■ Task to complete
In full and without alteration, write out the lines below.

Dataset entries
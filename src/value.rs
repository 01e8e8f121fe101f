use crate::hamt::PersistentMap;
use std::fmt::{self, Debug, Formatter};

/// A value that can cross a heap boundary: queues, the shared map, and broadcasts all
/// traffic in this type rather than in arbitrary user types.
///
/// `Map` and `Foreign` are the only variants shared by handle; every other variant is
/// copied on each hop. This mirrors the source system's distinction between values that
/// live in one heap's object graph and values that are safe to duplicate freely.
#[derive(Clone)]
pub enum Value {
    /// the unit value
    Null,
    /// a boolean
    Bool(bool),
    /// a 64-bit signed integer
    Int64(i64),
    /// a 64-bit float
    Float64(f64),
    /// an owned byte string
    Bytes(Vec<u8>),
    /// an owned UTF-8 string
    Str(String),
    /// a fixed-size heterogeneous tuple
    Tuple(Vec<Value>),
    /// a handle into the shared persistent map
    Map(PersistentMap<Value, Value>),
    /// an opaque handle to a foreign-heap object, tracked by the ref queue
    Foreign(ForeignHandle),
}

impl Debug for Value {
    fn fmt(&self, f: &mut Formatter<'_>) -> fmt::Result {
        match self {
            Value::Null => write!(f, "Null"),
            Value::Bool(b) => write!(f, "Bool({b})"),
            Value::Int64(i) => write!(f, "Int64({i})"),
            Value::Float64(x) => write!(f, "Float64({x})"),
            Value::Bytes(b) => write!(f, "Bytes({} bytes)", b.len()),
            Value::Str(s) => write!(f, "Str({s:?})"),
            Value::Tuple(t) => f.debug_tuple("Tuple").field(t).finish(),
            Value::Map(m) => write!(f, "Map(len={})", m.len()),
            Value::Foreign(h) => write!(f, "Foreign({:?})", h.id),
        }
    }
}

impl PartialEq for Value {
    fn eq(&self, other: &Self) -> bool {
        match (self, other) {
            (Value::Null, Value::Null) => true,
            (Value::Bool(a), Value::Bool(b)) => a == b,
            (Value::Int64(a), Value::Int64(b)) => a == b,
            (Value::Float64(a), Value::Float64(b)) => a == b,
            (Value::Bytes(a), Value::Bytes(b)) => a == b,
            (Value::Str(a), Value::Str(b)) => a == b,
            (Value::Tuple(a), Value::Tuple(b)) => a == b,
            (Value::Map(a), Value::Map(b)) => a == b,
            (Value::Foreign(a), Value::Foreign(b)) => a.id == b.id,
            _ => false,
        }
    }
}

impl Eq for Value {}

impl std::hash::Hash for Value {
    fn hash<H: std::hash::Hasher>(&self, state: &mut H) {
        std::mem::discriminant(self).hash(state);
        match self {
            Value::Null => {}
            Value::Bool(b) => b.hash(state),
            Value::Int64(i) => i.hash(state),
            Value::Float64(x) => x.to_bits().hash(state),
            Value::Bytes(b) => b.hash(state),
            Value::Str(s) => s.hash(state),
            Value::Tuple(t) => t.hash(state),
            // `PartialEq` on `Map` compares bindings as an unordered multiset (two maps
            // built through different `set`/`delete` lineages are equal if they hold the
            // same keys and values), so the hash has to fold entries order-independently
            // too, or equal maps could hash unequal.
            Value::Map(m) => {
                let mut acc: u64 = 0;
                for (k, v) in m.iter() {
                    let mut entry_hasher = std::collections::hash_map::DefaultHasher::new();
                    k.hash(&mut entry_hasher);
                    v.hash(&mut entry_hasher);
                    acc ^= entry_hasher.finish();
                }
                acc.hash(state);
            }
            Value::Foreign(h) => h.id.hash(state),
        }
    }
}

/// An opaque reference to an object allocated in a foreign heap, opened and closed
/// through [`RefQueue`](crate::refqueue::RefQueue) rather than copied.
#[derive(Clone, Debug)]
pub struct ForeignHandle {
    pub(crate) id: u64,
    pub(crate) owner: crate::refqueue::HeapId,
}

static NEXT_FOREIGN_ID: std::sync::atomic::AtomicU64 = std::sync::atomic::AtomicU64::new(1);

impl ForeignHandle {
    /// Mints a fresh handle to an object that lives on `owner`'s heap. Every call
    /// produces a distinct id, process-wide.
    pub fn new(owner: crate::refqueue::HeapId) -> Self {
        let id = NEXT_FOREIGN_ID.fetch_add(1, std::sync::atomic::Ordering::Relaxed);
        Self { id, owner }
    }

    /// The id this handle's owning heap uses to track it in its [`RefQueue`](crate::refqueue::RefQueue).
    pub fn id(&self) -> u64 {
        self.id
    }

    /// The heap this handle's referent was allocated on.
    pub fn owner(&self) -> crate::refqueue::HeapId {
        self.owner
    }
}

impl Value {
    /// Collects every [`ForeignHandle`] reachable from this value, recursing into
    /// tuples and map bindings. Used at queue/broadcast boundaries to post the
    /// matching ref-count deltas to each handle's owning heap.
    pub(crate) fn foreign_refs(&self) -> Vec<ForeignHandle> {
        let mut out = Vec::new();
        self.collect_foreign_refs(&mut out);
        out
    }

    fn collect_foreign_refs(&self, out: &mut Vec<ForeignHandle>) {
        match self {
            Value::Foreign(h) => out.push(h.clone()),
            Value::Tuple(items) => {
                for item in items {
                    item.collect_foreign_refs(out);
                }
            }
            Value::Map(m) => {
                for (k, v) in m.iter() {
                    k.collect_foreign_refs(out);
                    v.collect_foreign_refs(out);
                }
            }
            Value::Null
            | Value::Bool(_)
            | Value::Int64(_)
            | Value::Float64(_)
            | Value::Bytes(_)
            | Value::Str(_) => {}
        }
    }
}

impl From<bool> for Value {
    fn from(b: bool) -> Self {
        Value::Bool(b)
    }
}

impl From<i64> for Value {
    fn from(i: i64) -> Self {
        Value::Int64(i)
    }
}

impl From<&str> for Value {
    fn from(s: &str) -> Self {
        Value::Str(s.to_owned())
    }
}

impl From<String> for Value {
    fn from(s: String) -> Self {
        Value::Str(s)
    }
}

■ Exercise result
filename src/value.rs
repository 01e8e8f121fe101f
use crate::hamt::PersistentMap;
use std::fmt::{self, Debug, Formatter};

/// A value that can cross a heap boundary: queues, the shared map, and broadcasts all
/// traffic in this type rather than in arbitrary user types.
///
/// `Map` and `Foreign` are the only variants shared by handle; every other variant is
/// copied on each hop. This mirrors the source system's distinction between values that
/// live in one heap's object graph and values that are safe to duplicate freely.
#[derive(Clone)]
pub enum Value {
    /// the unit value
    Null,
    /// a boolean
    Bool(bool),
    /// a 64-bit signed integer
    Int64(i64),
    /// a 64-bit float
    Float64(f64),
    /// an owned byte string
    Bytes(Vec<u8>),
    /// an owned UTF-8 string
    Str(String),
    /// a fixed-size heterogeneous tuple
    Tuple(Vec<Value>),
    /// a handle into the shared persistent map
    Map(PersistentMap<Value, Value>),
    /// an opaque handle to a foreign-heap object, tracked by the ref queue
    Foreign(ForeignHandle),
}

impl Debug for Value {
    fn fmt(&self, f: &mut Formatter<'_>) -> fmt::Result {
        match self {
            Value::Null => write!(f, "Null"),
            Value::Bool(b) => write!(f, "Bool({b})"),
            Value::Int64(i) => write!(f, "Int64({i})"),
            Value::Float64(x) => write!(f, "Float64({x})"),
            Value::Bytes(b) => write!(f, "Bytes({} bytes)", b.len()),
            Value::Str(s) => write!(f, "Str({s:?})"),
            Value::Tuple(t) => f.debug_tuple("Tuple").field(t).finish(),
            Value::Map(m) => write!(f, "Map(len={})", m.len()),
            Value::Foreign(h) => write!(f, "Foreign({:?})", h.id),
        }
    }
}

impl PartialEq for Value {
    fn eq(&self, other: &Self) -> bool {
        match (self, other) {
            (Value::Null, Value::Null) => true,
            (Value::Bool(a), Value::Bool(b)) => a == b,
            (Value::Int64(a), Value::Int64(b)) => a == b,
            (Value::Float64(a), Value::Float64(b)) => a == b,
            (Value::Bytes(a), Value::Bytes(b)) => a == b,
            (Value::Str(a), Value::Str(b)) => a == b,
            (Value::Tuple(a), Value::Tuple(b)) => a == b,
            (Value::Map(a), Value::Map(b)) => a == b,
            (Value::Foreign(a), Value::Foreign(b)) => a.id == b.id,
            _ => false,
        }
    }
}

impl Eq for Value {}

impl std::hash::Hash for Value {
    fn hash<H: std::hash::Hasher>(&self, state: &mut H) {
        std::mem::discriminant(self).hash(state);
        match self {
            Value::Null => {}
            Value::Bool(b) => b.hash(state),
            Value::Int64(i) => i.hash(state),
            Value::Float64(x) => x.to_bits().hash(state),
            Value::Bytes(b) => b.hash(state),
            Value::Str(s) => s.hash(state),
            Value::Tuple(t) => t.hash(state),
            // `PartialEq` on `Map` compares bindings as an unordered multiset (two maps
            // built through different `set`/`delete` lineages are equal if they hold the
            // same keys and values), so the hash has to fold entries order-independently
            // too, or equal maps could hash unequal.
            Value::Map(m) => {
                let mut acc: u64 = 0;
                for (k, v) in m.iter() {
                    let mut entry_hasher = std::collections::hash_map::DefaultHasher::new();
                    k.hash(&mut entry_hasher);
                    v.hash(&mut entry_hasher);
                    acc ^= entry_hasher.finish();
                }
                acc.hash(state);
            }
            Value::Foreign(h) => h.id.hash(state),
        }
    }
}

/// An opaque reference to an object allocated in a foreign heap, opened and closed
/// through [`RefQueue`](crate::refqueue::RefQueue) rather than copied.
#[derive(Clone, Debug)]
pub struct ForeignHandle {
    pub(crate) id: u64,
    pub(crate) owner: crate::refqueue::HeapId,
}

static NEXT_FOREIGN_ID: std::sync::atomic::AtomicU64 = std::sync::atomic::AtomicU64::new(1);

impl ForeignHandle {
    /// Mints a fresh handle to an object that lives on `owner`'s heap. Every call
    /// produces a distinct id, process-wide.
    pub fn new(owner: crate::refqueue::HeapId) -> Self {
        let id = NEXT_FOREIGN_ID.fetch_add(1, std::sync::atomic::Ordering::Relaxed);
        Self { id, owner }
    }

    /// The id this handle's owning heap uses to track it in its [`RefQueue`](crate::refqueue::RefQueue).
    pub fn id(&self) -> u64 {
        self.id
    }

    /// The heap this handle's referent was allocated on.
    pub fn owner(&self) -> crate::refqueue::HeapId {
        self.owner
    }
}

impl Value {
    /// Collects every [`ForeignHandle`] reachable from this value, recursing into
    /// tuples and map bindings. Used at queue/broadcast boundaries to post the
    /// matching ref-count deltas to each handle's owning heap.
    pub(crate) fn foreign_refs(&self) -> Vec<ForeignHandle> {
        let mut out = Vec::new();
        self.collect_foreign_refs(&mut out);
        out
    }

    fn collect_foreign_refs(&self, out: &mut Vec<ForeignHandle>) {
        match self {
            Value::Foreign(h) => out.push(h.clone()),
            Value::Tuple(items) => {
                for item in items {
                    item.collect_foreign_refs(out);
                }
            }
            Value::Map(m) => {
                for (k, v) in m.iter() {
                    k.collect_foreign_refs(out);
                    v.collect_foreign_refs(out);
                }
            }
            Value::Null
            | Value::Bool(_)
            | Value::Int64(_)
            | Value::Float64(_)
            | Value::Bytes(_)
            | Value::Str(_) => {}
        }
    }
}

impl From<bool> for Value {
    fn from(b: bool) -> Self {
        Value::Bool(b)
    }
}

impl From<i64> for Value {
    fn from(i: i64) -> Self {
        Value::Int64(i)
    }
}

impl From<&str> for Value {
    fn from(s: &str) -> Self {
        Value::Str(s.to_owned())
    }
}

impl From<String> for Value {
    fn from(s: String) -> Self {
        Value::Str(s)
    }
}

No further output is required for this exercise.